How to complete this task. The output should be all entries, each matching the original exactly.

Data items

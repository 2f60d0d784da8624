use std::fmt;

use serde::Serialize;
use ts_rs::TS;

use crate::ast::Span;
use crate::code_frame;

/// A compilation error with source location.
///
/// `detail` holds the rendered code frame. It is filled by the module that
/// owns the source the span points into, see [`CompileError::with_frame`].
#[derive(Debug, Clone)]
pub struct CompileError {
    pub kind: ErrorKind,
    pub message: String,
    pub span: Span,
    pub detail: String,
}

#[derive(Debug, Clone, Copy, PartialEq, Eq)]
pub enum ErrorKind {
    Lex,
    Syntax,
    Reference,
    Type,
    Range,
    Resolution,
}

impl ErrorKind {
    pub fn name(self) -> &'static str {
        match self {
            ErrorKind::Lex => "LexError",
            ErrorKind::Syntax => "SyntaxError",
            ErrorKind::Reference => "ReferenceError",
            ErrorKind::Type => "TypeError",
            ErrorKind::Range => "RangeError",
            ErrorKind::Resolution => "ResolutionError",
        }
    }
}

impl CompileError {
    fn new(kind: ErrorKind, message: impl Into<String>, span: Span) -> Self {
        Self {
            kind,
            message: message.into(),
            span,
            detail: String::new(),
        }
    }

    pub fn lex(message: impl Into<String>, span: Span) -> Self {
        Self::new(ErrorKind::Lex, message, span)
    }

    pub fn syntax(message: impl Into<String>, span: Span) -> Self {
        Self::new(ErrorKind::Syntax, message, span)
    }

    pub fn reference(message: impl Into<String>, span: Span) -> Self {
        Self::new(ErrorKind::Reference, message, span)
    }

    pub fn type_error(message: impl Into<String>, span: Span) -> Self {
        Self::new(ErrorKind::Type, message, span)
    }

    pub fn range(message: impl Into<String>, span: Span) -> Self {
        Self::new(ErrorKind::Range, message, span)
    }

    pub fn resolution(message: impl Into<String>, span: Span) -> Self {
        Self::new(ErrorKind::Resolution, message, span)
    }

    /// Render the code frame against `source` unless one is already attached.
    pub fn with_frame(mut self, source: &str, specifier: &str) -> Self {
        if self.detail.is_empty() {
            self.detail = code_frame::render(source, self.span, specifier, &self.message);
        }
        self
    }

    pub fn into_diagnostic(self) -> Diagnostic {
        Diagnostic {
            level: Level::Error,
            message: self.message,
            location: self.span,
            detail: self.detail,
        }
    }
}

impl fmt::Display for CompileError {
    fn fmt(&self, f: &mut fmt::Formatter<'_>) -> fmt::Result {
        write!(f, "{}: {}", self.kind.name(), self.message)
    }
}

impl std::error::Error for CompileError {}

#[derive(Debug, Clone, Copy, PartialEq, Eq, Serialize, TS)]
#[serde(rename_all = "lowercase")]
#[ts(export)]
pub enum Level {
    Warning,
    Error,
}

/// Structured message returned to callers of [`crate::translate`].
#[derive(Debug, Clone, PartialEq, Serialize, TS)]
#[ts(export)]
pub struct Diagnostic {
    pub level: Level,
    pub message: String,
    pub location: Span,
    pub detail: String,
}

impl Diagnostic {
    pub fn warning(message: impl Into<String>, location: Span, source: &str, specifier: &str) -> Self {
        let message = message.into();
        let detail = code_frame::render(source, location, specifier, &message);
        Self {
            level: Level::Warning,
            message,
            location,
            detail,
        }
    }
}

#[cfg(test)]
#[allow(clippy::unwrap_used)]
mod tests {
    use super::*;
    use crate::ast::Position;

    fn at(col: usize, len: usize) -> Span {
        Span {
            start_index: col - 1,
            end_index: col - 1 + len,
            start: Position { line: 1, column: col },
            end: Position { line: 1, column: col + len },
        }
    }

    #[test]
    fn display_names_the_kind() {
        let e = CompileError::type_error("Expected boolean but got number", at(1, 1));
        assert_eq!(e.to_string(), "TypeError: Expected boolean but got number");
        assert_eq!(CompileError::resolution("x", at(1, 1)).kind.name(), "ResolutionError");
    }

    #[test]
    fn first_frame_wins() {
        let e = CompileError::reference("y is not declared", at(5, 1))
            .with_frame("let y;", "inner")
            .with_frame("something else", "outer");
        assert!(e.detail.contains("--> inner:1:5"), "{}", e.detail);
        assert_eq!(e.to_string(), "ReferenceError: y is not declared");
    }

    #[test]
    fn diagnostic_serializes_camel_case_location() {
        let d = CompileError::syntax("Unexpected token", at(2, 3))
            .with_frame("a bcd", "f")
            .into_diagnostic();
        let json = serde_json::to_value(&d).unwrap();
        assert_eq!(json["level"], "error");
        assert_eq!(json["location"]["startIndex"], 1);
        assert_eq!(json["location"]["end"]["column"], 5);
    }
}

Exercise output.
repository 2f60d0d784da8624
use std::fmt;

use serde::Serialize;
use ts_rs::TS;

use crate::ast::Span;
use crate::code_frame;

/// A compilation error with source location.
///
/// `detail` holds the rendered code frame. It is filled by the module that
/// owns the source the span points into, see [`CompileError::with_frame`].
#[derive(Debug, Clone)]
pub struct CompileError {
    pub kind: ErrorKind,
    pub message: String,
    pub span: Span,
    pub detail: String,
}

#[derive(Debug, Clone, Copy, PartialEq, Eq)]
pub enum ErrorKind {
    Lex,
    Syntax,
    Reference,
    Type,
    Range,
    Resolution,
}

impl ErrorKind {
    pub fn name(self) -> &'static str {
        match self {
            ErrorKind::Lex => "LexError",
            ErrorKind::Syntax => "SyntaxError",
            ErrorKind::Reference => "ReferenceError",
            ErrorKind::Type => "TypeError",
            ErrorKind::Range => "RangeError",
            ErrorKind::Resolution => "ResolutionError",
        }
    }
}

impl CompileError {
    fn new(kind: ErrorKind, message: impl Into<String>, span: Span) -> Self {
        Self {
            kind,
            message: message.into(),
            span,
            detail: String::new(),
        }
    }

    pub fn lex(message: impl Into<String>, span: Span) -> Self {
        Self::new(ErrorKind::Lex, message, span)
    }

    pub fn syntax(message: impl Into<String>, span: Span) -> Self {
        Self::new(ErrorKind::Syntax, message, span)
    }

    pub fn reference(message: impl Into<String>, span: Span) -> Self {
        Self::new(ErrorKind::Reference, message, span)
    }

    pub fn type_error(message: impl Into<String>, span: Span) -> Self {
        Self::new(ErrorKind::Type, message, span)
    }

    pub fn range(message: impl Into<String>, span: Span) -> Self {
        Self::new(ErrorKind::Range, message, span)
    }

    pub fn resolution(message: impl Into<String>, span: Span) -> Self {
        Self::new(ErrorKind::Resolution, message, span)
    }

    /// Render the code frame against `source` unless one is already attached.
    pub fn with_frame(mut self, source: &str, specifier: &str) -> Self {
        if self.detail.is_empty() {
            self.detail = code_frame::render(source, self.span, specifier, &self.message);
        }
        self
    }

    pub fn into_diagnostic(self) -> Diagnostic {
        Diagnostic {
            level: Level::Error,
            message: self.message,
            location: self.span,
            detail: self.detail,
        }
    }
}

impl fmt::Display for CompileError {
    fn fmt(&self, f: &mut fmt::Formatter<'_>) -> fmt::Result {
        write!(f, "{}: {}", self.kind.name(), self.message)
    }
}

impl std::error::Error for CompileError {}

#[derive(Debug, Clone, Copy, PartialEq, Eq, Serialize, TS)]
#[serde(rename_all = "lowercase")]
#[ts(export)]
pub enum Level {
    Warning,
    Error,
}

/// Structured message returned to callers of [`crate::translate`].
#[derive(Debug, Clone, PartialEq, Serialize, TS)]
#[ts(export)]
pub struct Diagnostic {
    pub level: Level,
    pub message: String,
    pub location: Span,
    pub detail: String,
}

impl Diagnostic {
    pub fn warning(message: impl Into<String>, location: Span, source: &str, specifier: &str) -> Self {
        let message = message.into();
        let detail = code_frame::render(source, location, specifier, &message);
        Self {
            level: Level::Warning,
            message,
            location,
            detail,
        }
    }
}

#[cfg(test)]
#[allow(clippy::unwrap_used)]
mod tests {
    use super::*;
    use crate::ast::Position;

    fn at(col: usize, len: usize) -> Span {
        Span {
            start_index: col - 1,
            end_index: col - 1 + len,
            start: Position { line: 1, column: col },
            end: Position { line: 1, column: col + len },
        }
    }

    #[test]
    fn display_names_the_kind() {
        let e = CompileError::type_error("Expected boolean but got number", at(1, 1));
        assert_eq!(e.to_string(), "TypeError: Expected boolean but got number");
        assert_eq!(CompileError::resolution("x", at(1, 1)).kind.name(), "ResolutionError");
    }

    #[test]
    fn first_frame_wins() {
        let e = CompileError::reference("y is not declared", at(5, 1))
            .with_frame("let y;", "inner")
            .with_frame("something else", "outer");
        assert!(e.detail.contains("--> inner:1:5"), "{}", e.detail);
        assert_eq!(e.to_string(), "ReferenceError: y is not declared");
    }

    #[test]
    fn diagnostic_serializes_camel_case_location() {
        let d = CompileError::syntax("Unexpected token", at(2, 3))
            .with_frame("a bcd", "f")
            .into_diagnostic();
        let json = serde_json::to_value(&d).unwrap();
        assert_eq!(json["level"], "error");
        assert_eq!(json["location"]["startIndex"], 1);
        assert_eq!(json["location"]["end"]["column"], 5);
    }
}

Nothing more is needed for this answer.